Durch die hohen Beiträge für die spezielle Haftpflichtversicherung droht vielen Hebammen das freiberufliche Aus. Denn während angestellte Geburtshelfer meist über ihren Arbeitgeber versichert sind, müssen sie ihre Prämien aus der eigenen Tasche zahlen. Durch eine gesetzliche Neuerung im Juni 2014 werden Hebammen mit nur wenigen Geburten nun zwar finanziell entlastet. Doch das Hauptproblem zu hoher Versicherungsbeträge ist noch nicht gelöst. Da zudem nur noch sehr wenige Anbieter Hebammen überhaupt haftpflichtversichern, könnte bald der gesamte Berufsstand der Vergangenheit angehören.

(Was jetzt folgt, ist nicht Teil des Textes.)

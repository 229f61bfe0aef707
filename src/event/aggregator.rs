use std::any::Any;
use std::collections::HashMap;
use std::panic::AssertUnwindSafe;
use std::panic::catch_unwind;
use std::sync::Arc;
use std::sync::RwLock;
use std::sync::atomic::AtomicU64;
use std::sync::atomic::Ordering;

use anyhow::Result;
use tracing::debug;
use tracing::error;

use super::Event;
use super::handler::DynHandler;
use super::handler::Handler;
use super::subscription::Slot;
use super::subscription::Subscription;
use crate::error::AggregatorError;

type ChannelCallback = Arc<dyn Fn(&dyn Any, &str) -> Result<()> + Send + Sync>;

#[derive(Clone)]
struct ChannelListener {
    id: u64,
    callback: ChannelCallback,
}

#[derive(Clone)]
struct HandlerEntry {
    id: u64,
    handler: Arc<dyn DynHandler>,
}

/// Routing tables shared between the aggregator and its subscription handles.
///
/// Lock discipline: write lock for subscribe/remove, read lock only for the
/// snapshot copy at the start of a publish. Dispatch itself runs outside the
/// lock, so a subscriber may re-enter `remove` (or subscribe) mid-delivery.
pub(crate) struct Registry {
    channels: RwLock<HashMap<String, Vec<ChannelListener>>>,
    handlers: RwLock<Vec<HandlerEntry>>,
    next_id: AtomicU64,
}

impl Registry {
    fn new() -> Self {
        Self {
            channels: RwLock::new(HashMap::new()),
            handlers: RwLock::new(Vec::new()),
            next_id: AtomicU64::new(0),
        }
    }

    fn next_id(&self) -> u64 {
        self.next_id.fetch_add(1, Ordering::Relaxed)
    }

    /// Removes one registration by id. Absence is not an error.
    pub(crate) fn remove(&self, slot: &Slot, id: u64) {
        match slot {
            Slot::Channel(channel) => {
                let mut channels = self.channels.write().unwrap();
                if let Some(listeners) = channels.get_mut(channel)
                    && let Some(pos) = listeners.iter().position(|l| l.id == id)
                {
                    listeners.remove(pos);
                }
            }
            Slot::Handler => {
                let mut handlers = self.handlers.write().unwrap();
                if let Some(pos) = handlers.iter().position(|h| h.id == id) {
                    handlers.remove(pos);
                }
            }
        }
    }
}

/// In-process publish/subscribe dispatcher with two routing modes.
///
/// Channel routing keys subscriptions by a string name; typed routing keys
/// them by the Rust type of the published [`Event`]. Delivery is synchronous
/// on the calling thread, in reverse registration order (last subscribed,
/// first notified). A failing subscriber is logged and skipped, never
/// propagated to the publisher or allowed to block its siblings.
pub struct EventAggregator {
    registry: Arc<Registry>,
}

impl EventAggregator {
    pub fn new() -> Self {
        Self {
            registry: Arc::new(Registry::new()),
        }
    }

    /// Registers `callback` for every publish to `channel`.
    ///
    /// The callback receives the published payload and the channel name.
    /// Registration alone never invokes it.
    pub fn subscribe<F>(
        &self,
        channel: impl Into<String>,
        callback: F,
    ) -> Result<Subscription, AggregatorError>
    where
        F: Fn(&dyn Any, &str) -> Result<()> + Send + Sync + 'static,
    {
        self.insert_channel_listener(channel.into(), Arc::new(callback))
    }

    /// Registers `callback` for the next publish to `channel` only.
    ///
    /// The registration removes itself before the callback runs, so a
    /// publish from inside the callback cannot re-trigger it. Disposing the
    /// returned handle before the first matching publish prevents the
    /// callback from ever running.
    pub fn subscribe_once<F>(
        &self,
        channel: impl Into<String>,
        callback: F,
    ) -> Result<Subscription, AggregatorError>
    where
        F: Fn(&dyn Any, &str) -> Result<()> + Send + Sync + 'static,
    {
        let channel = channel.into();
        if channel.is_empty() {
            return Err(AggregatorError::EmptyChannel);
        }
        let id = self.registry.next_id();
        let registry = Arc::downgrade(&self.registry);
        let slot = Slot::Channel(channel.clone());

        let unhook = registry.clone();
        let unhook_slot = slot.clone();
        let wrapped = move |payload: &dyn Any, name: &str| {
            if let Some(registry) = unhook.upgrade() {
                registry.remove(&unhook_slot, id);
            }
            callback(payload, name)
        };

        self.registry
            .channels
            .write()
            .unwrap()
            .entry(channel)
            .or_default()
            .push(ChannelListener {
                id,
                callback: Arc::new(wrapped),
            });
        Ok(Subscription::new(registry, slot, id))
    }

    /// Delivers `payload` to every subscriber of `channel`.
    ///
    /// Publishing to a channel nobody subscribed to is a no-op, not an
    /// error. The listener list is snapshotted before delivery, so
    /// subscribers may dispose or add subscriptions mid-dispatch without
    /// affecting the in-flight delivery.
    pub fn publish(&self, channel: &str, payload: &dyn Any) -> Result<(), AggregatorError> {
        if channel.is_empty() {
            return Err(AggregatorError::EmptyChannel);
        }
        let snapshot = {
            let channels = self.registry.channels.read().unwrap();
            match channels.get(channel) {
                Some(listeners) => listeners.clone(),
                None => return Ok(()),
            }
        };

        debug!(channel, listeners = snapshot.len(), "publishing to channel");
        for listener in snapshot.iter().rev() {
            fence(channel, || (listener.callback)(payload, channel));
        }
        Ok(())
    }

    /// Registers `callback` for every published event of type `E`.
    ///
    /// Also fires for events that expose an `E` view through
    /// [`Event::upcast`]. Type keys are always valid, so unlike channel
    /// subscription this cannot fail.
    pub fn subscribe_event<E, F>(&self, callback: F) -> Subscription
    where
        E: Event,
        F: Fn(&E) -> Result<()> + Send + Sync + 'static,
    {
        let id = self.registry.next_id();
        self.registry.handlers.write().unwrap().push(HandlerEntry {
            id,
            handler: Arc::new(Handler::new(callback)),
        });
        Subscription::new(Arc::downgrade(&self.registry), Slot::Handler, id)
    }

    /// Registers `callback` for the next matching event of type `E` only.
    pub fn subscribe_event_once<E, F>(&self, callback: F) -> Subscription
    where
        E: Event,
        F: Fn(&E) -> Result<()> + Send + Sync + 'static,
    {
        let id = self.registry.next_id();
        let registry = Arc::downgrade(&self.registry);

        let unhook = registry.clone();
        let wrapped = move |event: &E| {
            if let Some(registry) = unhook.upgrade() {
                registry.remove(&Slot::Handler, id);
            }
            callback(event)
        };

        self.registry.handlers.write().unwrap().push(HandlerEntry {
            id,
            handler: Arc::new(Handler::new(wrapped)),
        });
        Subscription::new(registry, Slot::Handler, id)
    }

    /// Delivers `event` to every handler whose type matches.
    ///
    /// All registered handlers are scanned in reverse registration order;
    /// each decides via its stored type whether to invoke its callback.
    pub fn publish_event<E: Event>(&self, event: &E) {
        let snapshot = self.registry.handlers.read().unwrap().clone();
        let name = event.event_name();

        debug!(event = %name, handlers = snapshot.len(), "publishing typed event");
        for entry in snapshot.iter().rev() {
            fence(&name, || entry.handler.handle(event));
        }
    }

    fn insert_channel_listener(
        &self,
        channel: String,
        callback: ChannelCallback,
    ) -> Result<Subscription, AggregatorError> {
        if channel.is_empty() {
            return Err(AggregatorError::EmptyChannel);
        }
        let id = self.registry.next_id();
        self.registry
            .channels
            .write()
            .unwrap()
            .entry(channel.clone())
            .or_default()
            .push(ChannelListener { id, callback });
        Ok(Subscription::new(
            Arc::downgrade(&self.registry),
            Slot::Channel(channel),
            id,
        ))
    }
}

impl Default for EventAggregator {
    fn default() -> Self {
        Self::new()
    }
}

/// Runs one subscriber invocation, trapping both `Err` returns and panics.
///
/// Failures are logged against the routing key and dropped so delivery to
/// the remaining snapshot entries continues and nothing reaches the
/// publisher.
fn fence(key: &str, call: impl FnOnce() -> Result<()>) {
    match catch_unwind(AssertUnwindSafe(call)) {
        Ok(Ok(())) => {}
        Ok(Err(err)) => {
            error!(key, "Subscriber returned error: {err:#}");
        }
        Err(panic) => {
            error!(key, "Subscriber panicked: {}", panic_message(&panic));
        }
    }
}

fn panic_message(panic: &(dyn Any + Send)) -> &str {
    if let Some(msg) = panic.downcast_ref::<&str>() {
        msg
    } else if let Some(msg) = panic.downcast_ref::<String>() {
        msg.as_str()
    } else {
        "<non-string panic payload>"
    }
}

Lösung gesucht: Prämien der Haftpflichtversicherung für Hebammen senken

Um die Beiträge der Haftpflichtversicherung für Hebammen zu begrenzen, gibt es mehrere Möglichkeiten, die derzeit diskutiert werden. Einerseits könnte eine Haftungsobergrenze eingeführt werden, sodass die Geburtshelfer nicht mehr in unbegrenzter Höhe haften müssen. Andererseits könnten die Kranken- und Pflegekassen gesetzlich dazu verpflichtet werden, auf ihre Regressansprüche zu verzichten. Für Vertreter der gesetzlichen Krankenversicherung stellt die letztgenannte Möglichkeit jedoch keine Alternative dar, um das Problem zu lösen. Zusammen mit den Betroffenen sucht die Politik daher weiter nach einer dauerhaften Lösung.